[Stored items]
+===+

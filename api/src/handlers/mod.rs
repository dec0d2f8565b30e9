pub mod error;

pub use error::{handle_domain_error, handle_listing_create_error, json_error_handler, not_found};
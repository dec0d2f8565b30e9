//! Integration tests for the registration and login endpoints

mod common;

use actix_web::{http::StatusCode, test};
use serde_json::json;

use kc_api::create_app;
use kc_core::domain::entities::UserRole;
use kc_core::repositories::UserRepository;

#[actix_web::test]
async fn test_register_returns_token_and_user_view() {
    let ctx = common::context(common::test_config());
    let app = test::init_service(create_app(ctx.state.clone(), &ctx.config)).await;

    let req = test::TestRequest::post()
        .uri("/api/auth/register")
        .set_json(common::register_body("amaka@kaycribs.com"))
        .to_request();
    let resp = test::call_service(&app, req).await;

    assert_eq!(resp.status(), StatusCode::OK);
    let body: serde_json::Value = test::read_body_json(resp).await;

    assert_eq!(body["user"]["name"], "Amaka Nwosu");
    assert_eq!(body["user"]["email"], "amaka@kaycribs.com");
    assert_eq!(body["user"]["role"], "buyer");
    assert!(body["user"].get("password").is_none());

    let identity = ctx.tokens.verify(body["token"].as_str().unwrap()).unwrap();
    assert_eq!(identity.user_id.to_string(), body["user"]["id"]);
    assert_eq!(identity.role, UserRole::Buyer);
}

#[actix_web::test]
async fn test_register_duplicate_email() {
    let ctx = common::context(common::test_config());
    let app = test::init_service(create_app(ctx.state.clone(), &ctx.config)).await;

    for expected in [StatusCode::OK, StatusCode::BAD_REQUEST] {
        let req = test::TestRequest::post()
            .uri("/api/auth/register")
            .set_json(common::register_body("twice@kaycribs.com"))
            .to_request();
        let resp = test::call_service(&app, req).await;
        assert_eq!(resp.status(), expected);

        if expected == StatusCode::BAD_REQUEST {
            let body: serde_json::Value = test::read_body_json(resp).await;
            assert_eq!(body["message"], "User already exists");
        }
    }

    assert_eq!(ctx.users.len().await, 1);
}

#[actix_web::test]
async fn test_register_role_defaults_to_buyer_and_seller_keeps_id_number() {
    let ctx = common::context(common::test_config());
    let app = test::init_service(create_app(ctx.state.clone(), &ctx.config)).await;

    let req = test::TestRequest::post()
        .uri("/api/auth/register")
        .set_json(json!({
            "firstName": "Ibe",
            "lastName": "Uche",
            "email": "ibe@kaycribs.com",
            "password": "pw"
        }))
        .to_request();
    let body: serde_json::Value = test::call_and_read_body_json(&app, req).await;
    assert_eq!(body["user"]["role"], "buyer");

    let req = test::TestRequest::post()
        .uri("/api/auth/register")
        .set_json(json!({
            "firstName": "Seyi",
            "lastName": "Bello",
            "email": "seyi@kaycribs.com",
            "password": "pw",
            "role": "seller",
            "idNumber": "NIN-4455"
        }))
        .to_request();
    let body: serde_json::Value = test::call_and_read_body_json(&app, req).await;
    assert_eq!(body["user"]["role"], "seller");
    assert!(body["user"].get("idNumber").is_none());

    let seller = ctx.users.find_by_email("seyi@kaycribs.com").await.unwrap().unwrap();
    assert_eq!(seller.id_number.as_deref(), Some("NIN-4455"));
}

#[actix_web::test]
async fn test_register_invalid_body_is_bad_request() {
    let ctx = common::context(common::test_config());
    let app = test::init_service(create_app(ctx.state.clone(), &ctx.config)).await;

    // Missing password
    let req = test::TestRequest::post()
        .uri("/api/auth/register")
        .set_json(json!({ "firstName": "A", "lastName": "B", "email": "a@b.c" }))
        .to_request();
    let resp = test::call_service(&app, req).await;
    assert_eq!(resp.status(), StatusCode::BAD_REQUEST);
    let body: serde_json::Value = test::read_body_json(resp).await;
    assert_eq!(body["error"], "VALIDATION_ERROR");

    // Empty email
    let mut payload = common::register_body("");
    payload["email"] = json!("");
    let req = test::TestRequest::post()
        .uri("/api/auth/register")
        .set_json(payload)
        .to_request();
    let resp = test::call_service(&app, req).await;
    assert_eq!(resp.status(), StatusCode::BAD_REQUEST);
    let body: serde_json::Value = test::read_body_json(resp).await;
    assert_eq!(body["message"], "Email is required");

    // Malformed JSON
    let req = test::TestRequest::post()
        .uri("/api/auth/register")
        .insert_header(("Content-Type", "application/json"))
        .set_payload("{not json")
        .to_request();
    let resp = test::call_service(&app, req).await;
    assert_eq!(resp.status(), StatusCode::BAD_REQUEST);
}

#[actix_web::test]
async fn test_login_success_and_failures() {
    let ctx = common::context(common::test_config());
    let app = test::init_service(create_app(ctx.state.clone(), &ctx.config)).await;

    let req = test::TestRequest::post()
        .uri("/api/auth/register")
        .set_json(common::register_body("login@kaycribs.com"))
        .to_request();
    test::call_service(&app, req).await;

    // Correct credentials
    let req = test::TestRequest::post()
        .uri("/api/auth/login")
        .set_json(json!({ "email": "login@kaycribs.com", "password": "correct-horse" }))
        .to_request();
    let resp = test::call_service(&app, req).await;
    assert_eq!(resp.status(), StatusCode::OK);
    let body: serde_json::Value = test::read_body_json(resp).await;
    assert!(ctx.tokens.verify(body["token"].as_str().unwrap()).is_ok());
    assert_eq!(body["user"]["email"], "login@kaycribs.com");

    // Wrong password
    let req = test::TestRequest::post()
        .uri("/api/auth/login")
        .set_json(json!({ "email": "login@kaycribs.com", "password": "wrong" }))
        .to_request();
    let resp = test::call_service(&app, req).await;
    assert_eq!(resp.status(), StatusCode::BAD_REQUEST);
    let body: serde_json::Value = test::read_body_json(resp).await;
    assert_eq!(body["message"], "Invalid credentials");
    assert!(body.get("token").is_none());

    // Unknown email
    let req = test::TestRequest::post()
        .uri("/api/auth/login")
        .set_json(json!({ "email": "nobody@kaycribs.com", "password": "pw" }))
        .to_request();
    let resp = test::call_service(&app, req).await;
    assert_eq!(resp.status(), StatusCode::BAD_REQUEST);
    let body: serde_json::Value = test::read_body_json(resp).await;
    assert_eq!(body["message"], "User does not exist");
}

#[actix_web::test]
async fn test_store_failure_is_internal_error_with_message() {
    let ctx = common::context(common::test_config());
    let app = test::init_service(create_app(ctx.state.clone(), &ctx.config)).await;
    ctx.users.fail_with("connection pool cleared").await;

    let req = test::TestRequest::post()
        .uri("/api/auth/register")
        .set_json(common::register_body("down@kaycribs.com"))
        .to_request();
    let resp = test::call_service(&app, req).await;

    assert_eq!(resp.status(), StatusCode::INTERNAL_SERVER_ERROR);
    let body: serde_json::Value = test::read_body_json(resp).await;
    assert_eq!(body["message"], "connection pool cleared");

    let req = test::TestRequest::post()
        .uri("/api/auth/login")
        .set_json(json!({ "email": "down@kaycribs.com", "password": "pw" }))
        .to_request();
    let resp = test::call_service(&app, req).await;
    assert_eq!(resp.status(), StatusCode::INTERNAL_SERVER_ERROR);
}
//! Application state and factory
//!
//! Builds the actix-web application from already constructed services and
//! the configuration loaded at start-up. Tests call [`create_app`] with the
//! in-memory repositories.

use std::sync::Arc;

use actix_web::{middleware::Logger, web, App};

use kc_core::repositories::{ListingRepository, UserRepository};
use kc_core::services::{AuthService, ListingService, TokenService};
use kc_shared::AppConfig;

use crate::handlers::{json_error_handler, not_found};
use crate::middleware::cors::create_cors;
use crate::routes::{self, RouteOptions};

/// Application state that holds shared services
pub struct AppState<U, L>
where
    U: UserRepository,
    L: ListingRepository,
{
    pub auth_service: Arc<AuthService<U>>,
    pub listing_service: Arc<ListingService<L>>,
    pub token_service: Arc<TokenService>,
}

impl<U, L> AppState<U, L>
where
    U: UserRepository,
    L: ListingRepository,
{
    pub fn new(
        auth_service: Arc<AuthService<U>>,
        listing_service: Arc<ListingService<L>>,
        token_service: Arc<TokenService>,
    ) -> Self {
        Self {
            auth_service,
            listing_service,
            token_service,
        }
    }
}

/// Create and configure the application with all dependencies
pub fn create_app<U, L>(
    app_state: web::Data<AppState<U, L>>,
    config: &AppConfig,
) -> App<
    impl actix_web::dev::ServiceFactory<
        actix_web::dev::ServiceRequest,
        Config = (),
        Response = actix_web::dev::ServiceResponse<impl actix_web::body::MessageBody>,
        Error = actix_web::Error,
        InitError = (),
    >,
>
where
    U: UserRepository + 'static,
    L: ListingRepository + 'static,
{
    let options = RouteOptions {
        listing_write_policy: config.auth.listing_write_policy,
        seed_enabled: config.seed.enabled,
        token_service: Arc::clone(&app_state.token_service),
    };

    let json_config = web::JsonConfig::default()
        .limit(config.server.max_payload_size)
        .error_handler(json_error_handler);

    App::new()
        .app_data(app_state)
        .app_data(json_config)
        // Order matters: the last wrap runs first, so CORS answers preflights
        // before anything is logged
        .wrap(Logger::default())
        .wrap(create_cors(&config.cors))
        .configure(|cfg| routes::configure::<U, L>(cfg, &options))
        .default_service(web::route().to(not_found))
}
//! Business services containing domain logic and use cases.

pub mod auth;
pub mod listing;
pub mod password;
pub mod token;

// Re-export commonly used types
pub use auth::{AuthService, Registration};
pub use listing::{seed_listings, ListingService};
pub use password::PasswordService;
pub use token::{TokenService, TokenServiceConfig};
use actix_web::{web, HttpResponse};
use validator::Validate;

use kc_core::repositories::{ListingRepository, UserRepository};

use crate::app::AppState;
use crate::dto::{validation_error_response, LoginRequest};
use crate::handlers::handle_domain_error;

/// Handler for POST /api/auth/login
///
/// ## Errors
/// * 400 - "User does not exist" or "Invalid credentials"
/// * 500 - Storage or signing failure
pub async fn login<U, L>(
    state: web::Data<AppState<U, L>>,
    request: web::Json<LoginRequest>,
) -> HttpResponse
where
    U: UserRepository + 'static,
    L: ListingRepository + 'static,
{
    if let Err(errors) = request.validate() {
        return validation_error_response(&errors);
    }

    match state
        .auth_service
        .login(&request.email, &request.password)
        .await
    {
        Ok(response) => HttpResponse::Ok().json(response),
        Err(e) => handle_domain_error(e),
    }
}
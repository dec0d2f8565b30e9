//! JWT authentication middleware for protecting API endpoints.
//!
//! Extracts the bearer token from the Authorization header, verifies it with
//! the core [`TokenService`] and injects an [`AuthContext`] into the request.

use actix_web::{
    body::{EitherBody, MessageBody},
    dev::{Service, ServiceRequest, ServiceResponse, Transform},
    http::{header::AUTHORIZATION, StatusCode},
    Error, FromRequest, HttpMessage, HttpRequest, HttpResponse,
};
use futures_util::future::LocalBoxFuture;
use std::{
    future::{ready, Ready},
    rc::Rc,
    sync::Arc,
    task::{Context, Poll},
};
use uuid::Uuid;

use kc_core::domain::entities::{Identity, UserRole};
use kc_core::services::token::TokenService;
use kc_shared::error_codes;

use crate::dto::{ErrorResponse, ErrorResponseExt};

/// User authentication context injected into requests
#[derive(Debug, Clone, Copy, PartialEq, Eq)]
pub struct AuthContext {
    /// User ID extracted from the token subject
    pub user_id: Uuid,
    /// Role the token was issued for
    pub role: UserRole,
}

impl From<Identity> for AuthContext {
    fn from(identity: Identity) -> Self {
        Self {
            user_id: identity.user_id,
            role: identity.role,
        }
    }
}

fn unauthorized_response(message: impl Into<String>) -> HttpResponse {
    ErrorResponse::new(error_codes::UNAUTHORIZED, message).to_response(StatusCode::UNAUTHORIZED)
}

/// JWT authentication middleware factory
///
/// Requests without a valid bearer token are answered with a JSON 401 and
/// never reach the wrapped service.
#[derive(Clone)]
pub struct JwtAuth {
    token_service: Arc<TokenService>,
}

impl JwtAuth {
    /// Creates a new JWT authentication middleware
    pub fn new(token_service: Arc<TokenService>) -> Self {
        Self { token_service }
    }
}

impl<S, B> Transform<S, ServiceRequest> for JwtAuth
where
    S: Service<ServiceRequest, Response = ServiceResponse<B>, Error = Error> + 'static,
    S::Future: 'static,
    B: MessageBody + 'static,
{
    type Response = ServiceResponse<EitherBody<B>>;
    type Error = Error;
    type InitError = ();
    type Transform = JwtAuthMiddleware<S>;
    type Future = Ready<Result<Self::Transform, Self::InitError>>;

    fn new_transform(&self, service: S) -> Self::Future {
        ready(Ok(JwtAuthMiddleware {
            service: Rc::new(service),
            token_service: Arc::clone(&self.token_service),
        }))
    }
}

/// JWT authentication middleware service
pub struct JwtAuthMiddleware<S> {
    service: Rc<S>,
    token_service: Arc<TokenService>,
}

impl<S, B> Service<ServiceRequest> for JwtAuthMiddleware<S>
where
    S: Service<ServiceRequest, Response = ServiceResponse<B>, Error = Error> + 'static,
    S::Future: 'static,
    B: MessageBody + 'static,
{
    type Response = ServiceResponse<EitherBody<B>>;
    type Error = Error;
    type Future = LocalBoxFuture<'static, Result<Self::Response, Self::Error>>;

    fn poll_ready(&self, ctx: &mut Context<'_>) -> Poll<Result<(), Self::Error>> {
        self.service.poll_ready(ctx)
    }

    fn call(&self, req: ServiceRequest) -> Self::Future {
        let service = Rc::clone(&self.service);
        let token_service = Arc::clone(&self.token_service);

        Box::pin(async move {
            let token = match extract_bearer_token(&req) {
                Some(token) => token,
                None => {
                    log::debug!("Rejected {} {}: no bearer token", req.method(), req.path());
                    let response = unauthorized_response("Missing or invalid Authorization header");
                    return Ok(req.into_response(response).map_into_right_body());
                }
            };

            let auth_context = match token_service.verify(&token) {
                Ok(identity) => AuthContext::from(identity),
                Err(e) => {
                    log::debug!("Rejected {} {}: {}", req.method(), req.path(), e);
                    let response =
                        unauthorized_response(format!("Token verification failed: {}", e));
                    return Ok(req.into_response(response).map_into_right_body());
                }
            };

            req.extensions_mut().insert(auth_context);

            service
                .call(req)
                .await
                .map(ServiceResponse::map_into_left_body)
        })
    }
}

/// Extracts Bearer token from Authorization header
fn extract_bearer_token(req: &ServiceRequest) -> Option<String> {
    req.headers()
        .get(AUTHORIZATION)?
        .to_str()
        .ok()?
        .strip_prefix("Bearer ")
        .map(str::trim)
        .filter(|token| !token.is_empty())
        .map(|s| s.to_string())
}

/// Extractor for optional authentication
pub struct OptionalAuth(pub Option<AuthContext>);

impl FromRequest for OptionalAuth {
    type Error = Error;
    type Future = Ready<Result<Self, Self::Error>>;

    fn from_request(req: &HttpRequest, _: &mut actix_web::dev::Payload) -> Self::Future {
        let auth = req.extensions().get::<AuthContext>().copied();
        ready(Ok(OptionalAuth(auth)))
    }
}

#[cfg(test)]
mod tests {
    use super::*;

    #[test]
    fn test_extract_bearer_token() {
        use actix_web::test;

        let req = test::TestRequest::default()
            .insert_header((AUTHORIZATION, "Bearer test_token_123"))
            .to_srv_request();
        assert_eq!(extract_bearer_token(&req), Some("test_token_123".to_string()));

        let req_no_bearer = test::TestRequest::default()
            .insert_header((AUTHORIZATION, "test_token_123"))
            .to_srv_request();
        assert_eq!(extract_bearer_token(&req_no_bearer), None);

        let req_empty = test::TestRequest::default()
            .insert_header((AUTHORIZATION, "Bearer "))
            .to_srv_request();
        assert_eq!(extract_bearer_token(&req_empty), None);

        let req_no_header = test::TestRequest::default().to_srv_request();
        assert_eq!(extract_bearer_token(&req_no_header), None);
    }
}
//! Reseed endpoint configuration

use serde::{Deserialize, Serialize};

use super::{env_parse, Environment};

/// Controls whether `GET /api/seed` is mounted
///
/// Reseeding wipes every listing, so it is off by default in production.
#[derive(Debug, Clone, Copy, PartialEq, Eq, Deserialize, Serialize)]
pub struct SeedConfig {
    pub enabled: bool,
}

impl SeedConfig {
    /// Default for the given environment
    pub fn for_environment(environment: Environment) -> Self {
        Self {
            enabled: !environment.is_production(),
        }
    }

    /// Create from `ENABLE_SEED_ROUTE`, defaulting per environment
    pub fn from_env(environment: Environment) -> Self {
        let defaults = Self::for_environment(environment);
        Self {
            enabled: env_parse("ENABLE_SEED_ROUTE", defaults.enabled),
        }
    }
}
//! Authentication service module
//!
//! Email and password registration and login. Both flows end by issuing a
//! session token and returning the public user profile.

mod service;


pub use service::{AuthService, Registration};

+===+

(Exercise): Before answering, count every line of the records that contains "InitError"; the answer is that number and nothing more.

(Written answer): 3